Word for word, return the lines from the start of the entries below through the line that has "fn id(&self) -> Uuid;".

====

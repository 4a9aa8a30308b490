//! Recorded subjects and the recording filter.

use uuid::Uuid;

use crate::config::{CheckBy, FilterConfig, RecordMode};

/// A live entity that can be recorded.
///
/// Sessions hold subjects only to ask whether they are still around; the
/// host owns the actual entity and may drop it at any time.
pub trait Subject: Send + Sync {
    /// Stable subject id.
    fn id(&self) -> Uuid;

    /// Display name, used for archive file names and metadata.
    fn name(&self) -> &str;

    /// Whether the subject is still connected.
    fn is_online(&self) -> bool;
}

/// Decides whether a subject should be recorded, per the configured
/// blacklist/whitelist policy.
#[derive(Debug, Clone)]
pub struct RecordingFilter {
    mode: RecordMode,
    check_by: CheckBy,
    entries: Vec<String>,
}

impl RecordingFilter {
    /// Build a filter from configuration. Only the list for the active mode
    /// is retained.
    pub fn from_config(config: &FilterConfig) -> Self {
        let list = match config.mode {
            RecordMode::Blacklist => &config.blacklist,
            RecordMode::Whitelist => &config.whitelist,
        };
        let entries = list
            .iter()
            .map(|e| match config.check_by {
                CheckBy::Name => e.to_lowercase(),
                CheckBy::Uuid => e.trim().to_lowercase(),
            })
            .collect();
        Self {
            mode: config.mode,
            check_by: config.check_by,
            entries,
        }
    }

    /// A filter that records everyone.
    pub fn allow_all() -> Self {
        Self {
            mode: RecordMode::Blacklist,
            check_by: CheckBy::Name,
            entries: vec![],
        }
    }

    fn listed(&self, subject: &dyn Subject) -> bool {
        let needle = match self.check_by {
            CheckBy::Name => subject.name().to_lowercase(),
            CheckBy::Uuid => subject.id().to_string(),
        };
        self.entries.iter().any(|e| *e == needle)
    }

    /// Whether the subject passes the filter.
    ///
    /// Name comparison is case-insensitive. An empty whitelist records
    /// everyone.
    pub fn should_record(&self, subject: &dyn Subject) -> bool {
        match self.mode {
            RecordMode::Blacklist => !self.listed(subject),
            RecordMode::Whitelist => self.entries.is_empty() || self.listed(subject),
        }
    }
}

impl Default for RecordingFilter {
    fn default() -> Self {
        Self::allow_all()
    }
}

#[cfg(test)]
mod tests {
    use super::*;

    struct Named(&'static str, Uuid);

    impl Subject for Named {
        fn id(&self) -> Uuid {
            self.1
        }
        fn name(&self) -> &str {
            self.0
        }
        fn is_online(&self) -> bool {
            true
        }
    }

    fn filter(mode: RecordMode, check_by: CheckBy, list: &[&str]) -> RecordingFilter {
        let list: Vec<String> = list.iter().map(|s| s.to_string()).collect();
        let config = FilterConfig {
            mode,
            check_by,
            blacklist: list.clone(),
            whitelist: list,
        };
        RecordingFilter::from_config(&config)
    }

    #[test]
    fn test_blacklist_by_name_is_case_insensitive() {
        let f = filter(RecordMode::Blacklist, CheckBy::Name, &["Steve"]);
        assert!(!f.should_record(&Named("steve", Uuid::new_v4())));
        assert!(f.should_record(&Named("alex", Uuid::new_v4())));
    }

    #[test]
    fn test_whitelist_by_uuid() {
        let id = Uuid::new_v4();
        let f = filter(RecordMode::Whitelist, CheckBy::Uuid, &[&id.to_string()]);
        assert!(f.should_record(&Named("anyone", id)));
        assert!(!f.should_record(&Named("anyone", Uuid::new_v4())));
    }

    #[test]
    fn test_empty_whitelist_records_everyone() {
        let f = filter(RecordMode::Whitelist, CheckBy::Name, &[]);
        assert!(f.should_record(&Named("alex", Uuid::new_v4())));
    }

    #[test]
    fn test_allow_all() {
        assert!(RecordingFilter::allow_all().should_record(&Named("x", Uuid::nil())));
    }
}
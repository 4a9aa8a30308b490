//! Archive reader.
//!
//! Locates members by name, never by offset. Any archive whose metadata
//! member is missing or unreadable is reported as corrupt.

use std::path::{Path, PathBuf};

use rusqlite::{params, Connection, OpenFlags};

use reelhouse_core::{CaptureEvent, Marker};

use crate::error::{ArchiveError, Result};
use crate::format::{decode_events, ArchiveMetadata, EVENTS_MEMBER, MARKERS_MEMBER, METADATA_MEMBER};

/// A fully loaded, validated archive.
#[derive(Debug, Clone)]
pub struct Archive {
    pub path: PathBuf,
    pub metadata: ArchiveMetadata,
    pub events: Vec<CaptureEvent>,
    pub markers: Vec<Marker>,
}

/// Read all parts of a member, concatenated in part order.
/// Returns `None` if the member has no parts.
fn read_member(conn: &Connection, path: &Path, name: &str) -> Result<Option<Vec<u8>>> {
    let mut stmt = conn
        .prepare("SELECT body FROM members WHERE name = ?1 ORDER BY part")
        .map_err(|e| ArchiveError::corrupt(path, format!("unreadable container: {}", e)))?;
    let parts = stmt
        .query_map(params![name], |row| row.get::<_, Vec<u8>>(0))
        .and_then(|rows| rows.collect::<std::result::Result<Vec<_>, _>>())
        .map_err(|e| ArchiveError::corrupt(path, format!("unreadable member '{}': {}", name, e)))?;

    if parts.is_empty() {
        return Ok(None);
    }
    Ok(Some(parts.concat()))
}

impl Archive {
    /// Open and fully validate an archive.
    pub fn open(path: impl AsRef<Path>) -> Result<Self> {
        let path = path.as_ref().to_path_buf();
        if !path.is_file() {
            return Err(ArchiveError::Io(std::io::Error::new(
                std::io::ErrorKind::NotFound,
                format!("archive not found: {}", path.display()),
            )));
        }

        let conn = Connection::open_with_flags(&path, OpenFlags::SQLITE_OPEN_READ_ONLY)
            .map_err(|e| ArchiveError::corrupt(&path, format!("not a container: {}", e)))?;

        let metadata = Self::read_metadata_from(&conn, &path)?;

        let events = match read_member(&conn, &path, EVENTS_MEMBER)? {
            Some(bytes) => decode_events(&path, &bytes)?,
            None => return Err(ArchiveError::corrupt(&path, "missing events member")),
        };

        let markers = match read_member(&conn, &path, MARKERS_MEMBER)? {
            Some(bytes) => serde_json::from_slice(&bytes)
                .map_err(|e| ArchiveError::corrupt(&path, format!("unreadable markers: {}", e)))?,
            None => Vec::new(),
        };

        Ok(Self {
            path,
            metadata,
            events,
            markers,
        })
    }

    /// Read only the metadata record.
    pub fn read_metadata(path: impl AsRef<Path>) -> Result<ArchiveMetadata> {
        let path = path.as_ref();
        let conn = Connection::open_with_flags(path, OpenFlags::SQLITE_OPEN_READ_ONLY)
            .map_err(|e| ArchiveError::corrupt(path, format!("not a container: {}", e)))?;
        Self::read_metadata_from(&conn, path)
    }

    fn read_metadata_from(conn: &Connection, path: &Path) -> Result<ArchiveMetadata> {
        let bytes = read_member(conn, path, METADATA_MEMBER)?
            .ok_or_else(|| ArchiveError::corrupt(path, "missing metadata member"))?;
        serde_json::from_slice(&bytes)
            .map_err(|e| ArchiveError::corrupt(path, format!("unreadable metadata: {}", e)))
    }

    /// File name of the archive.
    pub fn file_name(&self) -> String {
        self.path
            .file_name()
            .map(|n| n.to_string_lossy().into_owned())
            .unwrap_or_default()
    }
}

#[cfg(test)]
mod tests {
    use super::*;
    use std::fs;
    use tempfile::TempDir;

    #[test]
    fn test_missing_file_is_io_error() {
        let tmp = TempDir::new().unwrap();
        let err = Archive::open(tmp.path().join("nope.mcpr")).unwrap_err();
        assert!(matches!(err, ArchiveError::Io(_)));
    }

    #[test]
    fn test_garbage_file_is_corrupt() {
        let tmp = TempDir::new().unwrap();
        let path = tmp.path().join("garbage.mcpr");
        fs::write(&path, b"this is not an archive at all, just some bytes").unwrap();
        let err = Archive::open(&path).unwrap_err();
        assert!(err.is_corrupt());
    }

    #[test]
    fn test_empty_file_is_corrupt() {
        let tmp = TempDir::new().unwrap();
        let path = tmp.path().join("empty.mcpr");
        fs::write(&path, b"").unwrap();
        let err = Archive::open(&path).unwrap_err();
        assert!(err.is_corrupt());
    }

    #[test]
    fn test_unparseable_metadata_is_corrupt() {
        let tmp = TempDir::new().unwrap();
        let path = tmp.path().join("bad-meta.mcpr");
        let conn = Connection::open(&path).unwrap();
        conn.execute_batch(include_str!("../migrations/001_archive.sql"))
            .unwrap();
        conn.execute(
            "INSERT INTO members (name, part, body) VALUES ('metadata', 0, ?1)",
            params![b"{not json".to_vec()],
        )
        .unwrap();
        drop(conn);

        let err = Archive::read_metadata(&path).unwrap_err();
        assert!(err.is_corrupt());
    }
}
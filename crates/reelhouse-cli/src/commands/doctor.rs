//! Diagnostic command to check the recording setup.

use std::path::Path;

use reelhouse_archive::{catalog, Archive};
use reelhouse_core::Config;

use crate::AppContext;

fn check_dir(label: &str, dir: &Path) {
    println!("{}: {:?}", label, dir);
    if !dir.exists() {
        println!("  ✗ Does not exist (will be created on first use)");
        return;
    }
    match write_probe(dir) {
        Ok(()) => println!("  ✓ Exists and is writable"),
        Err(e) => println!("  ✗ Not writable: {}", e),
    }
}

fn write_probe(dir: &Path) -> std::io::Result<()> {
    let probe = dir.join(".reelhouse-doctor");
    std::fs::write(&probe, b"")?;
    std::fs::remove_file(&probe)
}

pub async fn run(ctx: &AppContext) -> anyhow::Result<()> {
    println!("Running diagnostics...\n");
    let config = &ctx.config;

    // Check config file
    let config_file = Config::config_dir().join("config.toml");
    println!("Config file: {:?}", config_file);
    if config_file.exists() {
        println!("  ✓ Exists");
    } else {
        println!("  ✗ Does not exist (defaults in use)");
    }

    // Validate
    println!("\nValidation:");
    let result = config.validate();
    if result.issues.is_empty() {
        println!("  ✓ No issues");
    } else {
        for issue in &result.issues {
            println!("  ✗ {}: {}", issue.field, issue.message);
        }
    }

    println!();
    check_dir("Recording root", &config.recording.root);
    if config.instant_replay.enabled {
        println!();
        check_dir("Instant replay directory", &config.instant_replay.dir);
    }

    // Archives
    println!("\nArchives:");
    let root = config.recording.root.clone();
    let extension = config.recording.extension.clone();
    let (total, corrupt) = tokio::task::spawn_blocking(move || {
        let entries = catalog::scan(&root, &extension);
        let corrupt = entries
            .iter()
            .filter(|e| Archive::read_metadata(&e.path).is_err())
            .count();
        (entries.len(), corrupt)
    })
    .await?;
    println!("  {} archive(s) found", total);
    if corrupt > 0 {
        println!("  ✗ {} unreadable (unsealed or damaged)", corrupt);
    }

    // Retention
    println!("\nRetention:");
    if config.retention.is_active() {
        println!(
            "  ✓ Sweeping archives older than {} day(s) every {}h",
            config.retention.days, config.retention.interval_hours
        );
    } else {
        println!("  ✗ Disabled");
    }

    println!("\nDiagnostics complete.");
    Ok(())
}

====

## Solution to this exercise
repository 4a9aa8a30308b490
//! Recorded subjects and the recording filter.

use uuid::Uuid;

use crate::config::{CheckBy, FilterConfig, RecordMode};

/// A live entity that can be recorded.
///
/// Sessions hold subjects only to ask whether they are still around; the
/// host owns the actual entity and may drop it at any time.
pub trait Subject: Send + Sync {
    /// Stable subject id.
    fn id(&self) -> Uuid;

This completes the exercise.